You must manually construct it:

  1> let seq: AnySequence<Int> = .init([123])
seq: AnySequence<Int> = { ... }

And you cannot cast back to the concrete type:

  2> seq as? [Int]
$R0: [Int]? = nil

Even though AnyHashable is type erased, it's still type specific you must know its type in order to cast it back to its original type, right?

How does AnyHashable get this power? NSNumber also can be casted this way to any numeric types and Bool. Compiler special bestow magic to these types? Are there more of these magical types?

Without knowing AnyHashable's special cast ability, I was doing this:

anAnyHashable.base as? Int

now I know it's not necessary to use .base, just cast directly. Even the the doc on .base is show this.. The doc should make clear cast directly on AnyHashable is allowed.

dump(anAnyHashable)

▿ AnyHashable(6)

- value: 6

AnyHashable has this value field, and the type is the actual type. So AnyHashable is very special, like a generic.

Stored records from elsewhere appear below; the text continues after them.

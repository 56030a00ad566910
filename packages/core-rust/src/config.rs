//! Tracking options: client token, identity extraction strategy, IP header.

use std::fmt;
use std::str::FromStr;

use serde::{Deserialize, Serialize};
use serde_json::Value;

/// Errors raised while building [`TrackingOptions`] from raw configuration.
#[derive(Debug, thiserror::Error, PartialEq, Eq)]
pub enum ConfigError {
    #[error("analytics client token must not be empty")]
    EmptyToken,
    #[error("only one of header/session/user/cookie may be set, found: {found}")]
    ConflictingStrategies { found: String },
    #[error("{field} selector must not be empty")]
    EmptySelector { field: &'static str },
    #[error("unknown ip header {0:?}; expected X-Forwarded-For, X-Real-IP or Forwarded")]
    UnknownIpHeader(String),
}

// ---------------------------------------------------------------------------
// ExtractionStrategy
// ---------------------------------------------------------------------------

/// Where the distinct user identifier lives in the request.
#[derive(Debug, Clone, PartialEq, Eq, Default)]
pub enum ExtractionStrategy {
    /// Request header name, matched case-insensitively.
    Header(String),
    /// Dot-path inside the session object.
    Session(String),
    /// Dot-path inside the authenticated user object.
    User(String),
    /// Cookie name.
    Cookie(String),
    /// No field configured; the context id is used.
    #[default]
    None,
}

impl ExtractionStrategy {
    /// Short label for logs.
    #[must_use]
    pub fn kind(&self) -> &'static str {
        match self {
            Self::Header(_) => "header",
            Self::Session(_) => "session",
            Self::User(_) => "user",
            Self::Cookie(_) => "cookie",
            Self::None => "none",
        }
    }
}

// ---------------------------------------------------------------------------
// IpHeader
// ---------------------------------------------------------------------------

/// Header consulted for the client IP address.
#[derive(Debug, Clone, Copy, PartialEq, Eq, Default, Serialize, Deserialize)]
pub enum IpHeader {
    /// First entry of `X-Forwarded-For`.
    #[default]
    #[serde(rename = "X-Forwarded-For")]
    XForwardedFor,
    /// `X-Real-IP`, verbatim.
    #[serde(rename = "X-Real-IP")]
    XRealIp,
    /// `for=` parameter of the RFC 7239 `Forwarded` header.
    #[serde(rename = "Forwarded")]
    Forwarded,
}

impl IpHeader {
    /// Canonical header name.
    #[must_use]
    pub fn as_str(self) -> &'static str {
        match self {
            Self::XForwardedFor => "X-Forwarded-For",
            Self::XRealIp => "X-Real-IP",
            Self::Forwarded => "Forwarded",
        }
    }
}

impl fmt::Display for IpHeader {
    fn fmt(&self, f: &mut fmt::Formatter<'_>) -> fmt::Result {
        f.write_str(self.as_str())
    }
}

impl FromStr for IpHeader {
    type Err = ConfigError;

    fn from_str(s: &str) -> Result<Self, Self::Err> {
        [Self::XForwardedFor, Self::XRealIp, Self::Forwarded]
            .into_iter()
            .find(|h| h.as_str().eq_ignore_ascii_case(s.trim()))
            .ok_or_else(|| ConfigError::UnknownIpHeader(s.to_string()))
    }
}

// ---------------------------------------------------------------------------
// TrackingOptions
// ---------------------------------------------------------------------------

/// Fully resolved configuration for the tracking facade.
///
/// Deserializes from the flat shape
/// `{ token, initConfig?, header? | session? | user? | cookie?, ipHeader? }`.
#[derive(Debug, Clone, PartialEq, Deserialize)]
#[serde(try_from = "RawTrackingOptions")]
pub struct TrackingOptions {
    /// Opaque analytics project token.
    pub token: String,
    /// Passed through to the analytics client untouched.
    pub init_config: Option<Value>,
    pub strategy: ExtractionStrategy,
    pub ip_header: IpHeader,
}

impl TrackingOptions {
    /// Options with no extraction field and the default IP header.
    #[must_use]
    pub fn new(token: impl Into<String>) -> Self {
        Self {
            token: token.into(),
            init_config: None,
            strategy: ExtractionStrategy::None,
            ip_header: IpHeader::default(),
        }
    }

    #[must_use]
    pub fn with_strategy(mut self, strategy: ExtractionStrategy) -> Self {
        self.strategy = strategy;
        self
    }

    #[must_use]
    pub fn with_init_config(mut self, init_config: Value) -> Self {
        self.init_config = Some(init_config);
        self
    }

    #[must_use]
    pub fn with_ip_header(mut self, ip_header: IpHeader) -> Self {
        self.ip_header = ip_header;
        self
    }
}

/// Wire shape before the strategy fields are collapsed into an enum.
#[derive(Debug, Deserialize)]
#[serde(rename_all = "camelCase", deny_unknown_fields)]
struct RawTrackingOptions {
    token: String,
    #[serde(default)]
    init_config: Option<Value>,
    #[serde(default)]
    header: Option<String>,
    #[serde(default)]
    session: Option<String>,
    #[serde(default)]
    user: Option<String>,
    #[serde(default)]
    cookie: Option<String>,
    #[serde(default)]
    ip_header: Option<IpHeader>,
}

impl TryFrom<RawTrackingOptions> for TrackingOptions {
    type Error = ConfigError;

    fn try_from(raw: RawTrackingOptions) -> Result<Self, Self::Error> {
        if raw.token.trim().is_empty() {
            return Err(ConfigError::EmptyToken);
        }

        let candidates = [
            ("header", raw.header.map(ExtractionStrategy::Header)),
            ("session", raw.session.map(ExtractionStrategy::Session)),
            ("user", raw.user.map(ExtractionStrategy::User)),
            ("cookie", raw.cookie.map(ExtractionStrategy::Cookie)),
        ];
        let mut present: Vec<(&'static str, ExtractionStrategy)> = candidates
            .into_iter()
            .filter_map(|(field, strategy)| strategy.map(|s| (field, s)))
            .collect();

        if present.len() > 1 {
            let found = present
                .iter()
                .map(|(field, _)| *field)
                .collect::<Vec<_>>()
                .join(", ");
            return Err(ConfigError::ConflictingStrategies { found });
        }

        let strategy = match present.pop() {
            None => ExtractionStrategy::None,
            Some((field, strategy)) => {
                let selector = match &strategy {
                    ExtractionStrategy::Header(s)
                    | ExtractionStrategy::Session(s)
                    | ExtractionStrategy::User(s)
                    | ExtractionStrategy::Cookie(s) => s.as_str(),
                    ExtractionStrategy::None => "",
                };
                if selector.trim().is_empty() {
                    return Err(ConfigError::EmptySelector { field });
                }
                strategy
            }
        };

        Ok(Self {
            token: raw.token,
            init_config: raw.init_config,
            strategy,
            ip_header: raw.ip_header.unwrap_or_default(),
        })
    }
}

The standard library type AnyHashable is written partially in C++

The compiler and the Swift runtime have special support for AnyHashable.

There are other types that have “magical” treatment in the compiler and/or runtime. Two that I can think of off-hand are Error and Optional.

The Error existential type conforms to the Error protocol (this conformance was added so that Result<X, Error> is valid), and the Error existential has a special single-pointer representation (for bridging with Objective-C's NSError).

Optional has too many special treatments to list.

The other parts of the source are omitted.